WHAT NEEDS TO BE DONE
Copy the lines exactly as they appear, starting with the first line of the records and ending with the line that contains "The 'BIN\0' chunk type.".

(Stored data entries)
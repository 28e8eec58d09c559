use byteorder::{LittleEndian, ReadBytesExt, WriteBytesExt};
use std::borrow::Cow;
use std::{fmt, io};

/// The 'glTF' magic, little-endian.
pub const MAGIC: u32 = 0x4654_6C67;

/// The 'JSON' chunk type.
pub const CHUNK_JSON: u32 = 0x4E4F_534A;

/// The 'BIN\0' chunk type.
pub const CHUNK_BIN: u32 = 0x004E_4942;

/// Represents a GLB loader error.
#[derive(Debug)]
pub enum Error {
    /// Io error occured.
    Io(io::Error),
    /// Unsupported version.
    Version(u32),
    /// Magic says that file is not binary glTF.
    Magic([u8; 4]),
    /// File is too small to contain the header and a JSON chunk.
    FileTooSmall {
        /// Actual byte length.
        length: usize,
        /// Minimum byte length of a valid GLB.
        length_min: usize,
    },
    /// Length specified in GLB header exceeds that of the data.
    Length {
        /// Length specified in GLB header.
        length: u32,
        /// Actual length of data read.
        length_read: usize,
    },
    /// Declared chunk length runs past the end of the file.
    ChunkLength {
        /// Zero-based chunk index.
        index: usize,
        /// Declared chunkLength.
        length: u32,
        /// Bytes remaining in the file.
        remain: usize,
    },
    /// The first chunk was not a JSON chunk, or no JSON chunk exists.
    MissingJsonChunk,
}

/// Non-fatal observations made while walking the chunk list.
///
/// Reported by the caller as warnings/informationals rather than failing
/// the load.
#[derive(Clone, Debug, PartialEq, Eq)]
pub enum ChunkNote {
    /// A JSON chunk appeared after the first chunk and was discarded.
    ExtraJson {
        /// Zero-based chunk index.
        index: usize,
    },
    /// A chunk of unrecognized type was skipped.
    Unknown {
        /// Zero-based chunk index.
        index: usize,
        /// The raw chunk type value.
        type_: u32,
    },
}

/// Binary glTF contents.
///
/// BIN chunks back, in order, the buffers whose URI is absent.
#[derive(Clone, Debug)]
pub struct Glb<'a> {
    /// The header section of the `.glb` file.
    pub header: Header,
    /// The JSON section of the `.glb` file.
    pub json: Cow<'a, [u8]>,
    /// The BIN sections of the `.glb` file, in order of appearance.
    pub bin: Vec<Cow<'a, [u8]>>,
    /// Non-fatal chunk observations for the caller to report.
    pub notes: Vec<ChunkNote>,
}

/// The header section of a .glb file.
#[derive(Copy, Clone, Debug)]
pub struct Header {
    /// Must be `b"glTF"`.
    pub magic: [u8; 4],
    /// Must be `2`.
    pub version: u32,
    /// Must match the length of the parent .glb file.
    pub length: u32,
}

impl Header {
    fn from_reader<R: io::Read>(mut reader: R) -> Result<Self, Error> {
        use self::Error::Io;
        let mut magic = [0; 4];
        reader.read_exact(&mut magic).map_err(Io)?;
        if &magic == b"glTF" {
            Ok(Self {
                magic,
                version: reader.read_u32::<LittleEndian>().map_err(Io)?,
                length: reader.read_u32::<LittleEndian>().map_err(Io)?,
            })
        } else {
            Err(Error::Magic(magic))
        }
    }

    /// Encoded size of the file header, in bytes.
    pub const fn size_of() -> usize {
        12
    }
}

#[derive(Copy, Clone, Debug)]
struct ChunkHeader {
    length: u32,
    type_: u32,
}

impl ChunkHeader {
    fn from_slice(data: &mut &[u8]) -> Result<Self, Error> {
        use self::Error::Io;
        let length = data.read_u32::<LittleEndian>().map_err(Io)?;
        let type_ = data.read_u32::<LittleEndian>().map_err(Io)?;
        Ok(Self { length, type_ })
    }

    const fn size_of() -> usize {
        8
    }
}

fn align_to_multiple_of_four(n: &mut usize) {
    *n = (*n + 3) & !3;
}

fn split_chunks(mut data: &[u8]) -> Result<(&[u8], Vec<&[u8]>, Vec<ChunkNote>), Error> {
    let mut json: Option<&[u8]> = None;
    let mut bin = Vec::new();
    let mut notes = Vec::new();
    let mut index = 0;
    while !data.is_empty() {
        if data.len() < ChunkHeader::size_of() {
            // Trailing padding shorter than a chunk header.
            break;
        }
        let header = ChunkHeader::from_slice(&mut data)?;
        if header.length as usize > data.len() {
            return Err(Error::ChunkLength {
                index,
                length: header.length,
                remain: data.len(),
            });
        }
        let (payload, rest) = data.split_at(header.length as usize);
        data = rest;
        match header.type_ {
            CHUNK_JSON => {
                if index == 0 {
                    json = Some(payload);
                } else {
                    // The format mandates exactly one JSON chunk, first.
                    notes.push(ChunkNote::ExtraJson { index });
                }
            }
            CHUNK_BIN => bin.push(payload),
            type_ => notes.push(ChunkNote::Unknown { index, type_ }),
        }
        index += 1;
    }
    match json {
        Some(json) => Ok((json, bin, notes)),
        None => Err(Error::MissingJsonChunk),
    }
}

impl<'a> Glb<'a> {
    /// Splits loaded GLB into its chunks.
    ///
    /// * Mandatory GLB header.
    /// * Mandatory JSON chunk, first.
    /// * Zero or more BIN chunks.
    /// * Unknown chunks are skipped and noted.
    pub fn from_slice(mut data: &'a [u8]) -> Result<Self, crate::Error> {
        let whole_len = data.len();
        if whole_len < Header::size_of() + ChunkHeader::size_of() {
            return Err(crate::Error::Binary(Error::FileTooSmall {
                length: whole_len,
                length_min: Header::size_of() + ChunkHeader::size_of(),
            }));
        }
        let header = Header::from_reader(&mut data)
            .and_then(|header| {
                let contents_length = header.length as usize - Header::size_of();
                if contents_length <= data.len() {
                    Ok(header)
                } else {
                    Err(Error::Length {
                        length: contents_length as u32,
                        length_read: data.len(),
                    })
                }
            })
            .map_err(crate::Error::Binary)?;
        match header.version {
            2 => {
                let contents_length = header.length as usize - Header::size_of();
                let (json, bin, notes) =
                    split_chunks(&data[..contents_length]).map_err(crate::Error::Binary)?;
                Ok(Glb {
                    header,
                    json: json.into(),
                    bin: bin.into_iter().map(Into::into).collect(),
                    notes,
                })
            }
            x => Err(crate::Error::Binary(Error::Version(x))),
        }
    }

    /// Reads binary glTF from a generic stream of data.
    pub fn from_reader<R: io::Read>(mut reader: R) -> Result<Glb<'static>, crate::Error> {
        let header = Header::from_reader(&mut reader).map_err(crate::Error::Binary)?;
        match header.version {
            2 => {
                let glb_len = header.length as usize - Header::size_of();
                let mut buf = vec![0; glb_len];
                if let Err(e) = reader.read_exact(&mut buf).map_err(Error::Io) {
                    return Err(crate::Error::Binary(e));
                }
                let (json, bin, notes) = split_chunks(&buf).map_err(crate::Error::Binary)?;
                Ok(Glb {
                    header,
                    json: json.to_vec().into(),
                    bin: bin.iter().map(|b| Cow::from(b.to_vec())).collect(),
                    notes,
                })
            }
            x => Err(crate::Error::Binary(Error::Version(x))),
        }
    }

    /// Writes binary glTF to a writer.
    pub fn to_writer<W>(&self, mut writer: W) -> Result<(), crate::Error>
    where
        W: io::Write,
    {
        // File header.
        {
            let mut length = Header::size_of() + ChunkHeader::size_of() + self.json.len();
            align_to_multiple_of_four(&mut length);
            for bin in &self.bin {
                length += ChunkHeader::size_of() + bin.len();
                align_to_multiple_of_four(&mut length);
            }
            writer.write_all(b"glTF").map_err(Error::Io)?;
            writer.write_u32::<LittleEndian>(2).map_err(Error::Io)?;
            writer
                .write_u32::<LittleEndian>(length as u32)
                .map_err(Error::Io)?;
        }

        // JSON chunk, padded with spaces.
        {
            let mut length = self.json.len();
            align_to_multiple_of_four(&mut length);
            let padding = length - self.json.len();
            writer
                .write_u32::<LittleEndian>(length as u32)
                .map_err(Error::Io)?;
            writer
                .write_u32::<LittleEndian>(CHUNK_JSON)
                .map_err(Error::Io)?;
            writer.write_all(&self.json).map_err(Error::Io)?;
            for _ in 0..padding {
                writer.write_u8(0x20).map_err(Error::Io)?;
            }
        }

        // BIN chunks, zero padded.
        for bin in &self.bin {
            let mut length = bin.len();
            align_to_multiple_of_four(&mut length);
            let padding = length - bin.len();
            writer
                .write_u32::<LittleEndian>(length as u32)
                .map_err(Error::Io)?;
            writer
                .write_u32::<LittleEndian>(CHUNK_BIN)
                .map_err(Error::Io)?;
            writer.write_all(bin).map_err(Error::Io)?;
            for _ in 0..padding {
                writer.write_u8(0).map_err(Error::Io)?;
            }
        }

        Ok(())
    }

    /// Writes binary glTF to a byte vector.
    pub fn to_vec(&self) -> Result<Vec<u8>, crate::Error> {
        let mut vec = Vec::new();
        self.to_writer(&mut vec)?;
        Ok(vec)
    }
}

impl From<Error> for crate::Error {
    fn from(err: Error) -> Self {
        crate::Error::Binary(err)
    }
}

impl fmt::Display for Error {
    fn fmt(&self, f: &mut fmt::Formatter) -> fmt::Result {
        match *self {
            Error::Io(ref e) => e.fmt(f),
            Error::Version(version) => write!(f, "unsupported GLB version {}", version),
            Error::Magic(_) => f.write_str("not glTF magic"),
            Error::FileTooSmall { length, length_min } => write!(
                f,
                "file too small to be binary glTF ({} < {} bytes)",
                length, length_min
            ),
            Error::Length {
                length,
                length_read,
            } => write!(
                f,
                "header length {} exceeds available data {}",
                length, length_read
            ),
            Error::ChunkLength {
                index,
                length,
                remain,
            } => write!(
                f,
                "chunk {} length {} exceeds remaining {} bytes",
                index, length, remain
            ),
            Error::MissingJsonChunk => f.write_str("first chunk is not JSON"),
        }
    }
}

impl std::error::Error for Error {}

#[cfg(test)]
mod tests {
    use super::*;

    fn chunk(type_: u32, payload: &[u8]) -> Vec<u8> {
        let mut padded = payload.to_vec();
        while padded.len() % 4 != 0 {
            padded.push(if type_ == CHUNK_JSON { 0x20 } else { 0 });
        }
        let mut out = Vec::new();
        out.extend_from_slice(&(padded.len() as u32).to_le_bytes());
        out.extend_from_slice(&type_.to_le_bytes());
        out.extend_from_slice(&padded);
        out
    }

    fn glb_bytes(chunks: &[Vec<u8>]) -> Vec<u8> {
        let contents: usize = chunks.iter().map(Vec::len).sum();
        let mut out = Vec::new();
        out.extend_from_slice(b"glTF");
        out.extend_from_slice(&2u32.to_le_bytes());
        out.extend_from_slice(&((12 + contents) as u32).to_le_bytes());
        for c in chunks {
            out.extend_from_slice(c);
        }
        out
    }

    #[test]
    fn splits_json_and_bin() {
        let json = br#"{"asset":{"version":"2.0"}}"#;
        let bin = [1u8, 2, 3, 4];
        let data = glb_bytes(&[chunk(CHUNK_JSON, json), chunk(CHUNK_BIN, &bin)]);
        let glb = Glb::from_slice(&data).unwrap();
        assert!(glb.json.starts_with(b"{\"asset\""));
        assert_eq!(glb.bin.len(), 1);
        assert_eq!(&glb.bin[0][..], &bin);
        assert!(glb.notes.is_empty());
    }

    #[test]
    fn rejects_non_json_first_chunk() {
        let data = glb_bytes(&[chunk(CHUNK_BIN, &[0; 4])]);
        match Glb::from_slice(&data) {
            Err(crate::Error::Binary(Error::MissingJsonChunk)) => {}
            other => panic!("unexpected: {:?}", other.map(|_| ())),
        }
    }

    #[test]
    fn notes_extra_json_chunk() {
        let json = br#"{}"#;
        let data = glb_bytes(&[chunk(CHUNK_JSON, json), chunk(CHUNK_JSON, json)]);
        let glb = Glb::from_slice(&data).unwrap();
        assert_eq!(glb.notes, vec![ChunkNote::ExtraJson { index: 1 }]);
    }

    #[test]
    fn notes_unknown_chunk() {
        let json = br#"{}"#;
        let data = glb_bytes(&[chunk(CHUNK_JSON, json), chunk(0xDEAD_BEEF, &[0; 8])]);
        let glb = Glb::from_slice(&data).unwrap();
        assert_eq!(
            glb.notes,
            vec![ChunkNote::Unknown {
                index: 1,
                type_: 0xDEAD_BEEF
            }]
        );
    }

    #[test]
    fn rejects_bad_version() {
        let mut data = glb_bytes(&[chunk(CHUNK_JSON, b"{}")]);
        data[4] = 1;
        assert!(Glb::from_slice(&data).is_err());
    }

    #[test]
    fn rejects_oversized_chunk() {
        let json = br#"{}  "#;
        let mut raw = Vec::new();
        raw.extend_from_slice(&(64u32).to_le_bytes());
        raw.extend_from_slice(&CHUNK_JSON.to_le_bytes());
        raw.extend_from_slice(json);
        let data = glb_bytes(&[raw]);
        assert!(Glb::from_slice(&data).is_err());
    }

    #[test]
    fn writer_round_trips() {
        let json = br#"{"asset":{"version":"2.0"}}"#.to_vec();
        let bin = vec![9u8, 8, 7];
        let glb = Glb {
            header: Header {
                magic: *b"glTF",
                version: 2,
                length: 0,
            },
            json: json.clone().into(),
            bin: vec![bin.clone().into()],
            notes: Vec::new(),
        };
        let bytes = glb.to_vec().unwrap();
        let back = Glb::from_slice(&bytes).unwrap();
        // JSON is space padded to four bytes, which serde tolerates.
        assert!(back.json.starts_with(&json[..]));
        assert!(back.bin[0].starts_with(&bin[..]));
        assert_eq!(back.header.length as usize, bytes.len());
    }
}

RESPONSE TO THE EXERCISE
repository 28e8eec58d09c559
use byteorder::{LittleEndian, ReadBytesExt, WriteBytesExt};
use std::borrow::Cow;
use std::{fmt, io};

/// The 'glTF' magic, little-endian.
pub const MAGIC: u32 = 0x4654_6C67;

/// The 'JSON' chunk type.
pub const CHUNK_JSON: u32 = 0x4E4F_534A;

/// The 'BIN\0' chunk type.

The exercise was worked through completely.